It believes the move would raise standards although it is not calling for a return of the 11-plus exam.

The party said pupils should be separated by ability at 14 into academic and vocational streams.

The head teachers' union said the "intriguing" idea currently left questions unanswered.

There are no remaining grammar schools in Wales and only 164 in England.


The last grammar school in Wales went in the 1980s, and there are only 164 left in England. But their supporters say they helped pupils from poorer backgrounds to get on, and they pushed up standards.

The counter argument is that it was very divisive to have this exam at 11 years old, separating pupils out at that age into two streams.

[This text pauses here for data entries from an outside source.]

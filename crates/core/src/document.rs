use serde::{Deserialize, Serialize};

/// Unique document identifier (one per source file).
pub type DocId = String;

/// A document already normalized to markdown by an upstream extractor.
///
/// The engine reads it and never mutates it.
#[derive(Debug, Clone, Default, PartialEq, Eq, Serialize, Deserialize)]
pub struct NormalizedDocument {
    pub document_id: DocId,
    /// Clean markdown, front-matter and boilerplate already stripped.
    pub content: String,
    /// Free-form tag such as "datasheet", "register-map" or "errata".
    #[serde(default)]
    pub document_type: String,
    /// Chip or device the document belongs to; may be empty.
    #[serde(default)]
    pub chip_or_device_tag: String,
    #[serde(default)]
    pub title: String,
    /// Page hint copied onto every chunk, 0 when unknown.
    #[serde(default)]
    pub page_number: u32,
}

impl NormalizedDocument {
    pub fn new(document_id: impl Into<DocId>, content: impl Into<String>) -> Self {
        Self {
            document_id: document_id.into(),
            content: content.into(),
            ..Self::default()
        }
    }

    pub fn with_type(mut self, document_type: impl Into<String>) -> Self {
        self.document_type = document_type.into();
        self
    }

    pub fn with_chip(mut self, chip: impl Into<String>) -> Self {
        self.chip_or_device_tag = chip.into();
        self
    }

    pub fn with_title(mut self, title: impl Into<String>) -> Self {
        self.title = title.into();
        self
    }

    /// True when the content holds nothing but whitespace.
    pub fn is_blank(&self) -> bool {
        self.content.trim().is_empty()
    }
}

Angela Burns isn't saying we should revive the 11-plus - but she does want to see pupils separated into two streams, one academic, one vocational.

Her reasoning is that various studies have shown Wales falling behind in comparison to other countries, and it's time to take radical action.

There are unanswered questions - not least whether there would be an exam at 14 to decide which stream pupils enter, or whether everyone would still take GCSEs.

But the politics is interesting too; grammar schools are a touchstone issue for the Tories - they're popular with the grassroots and many MPs, but they make the leadership nervous. David Cameron isn't in favour of expanding selective education.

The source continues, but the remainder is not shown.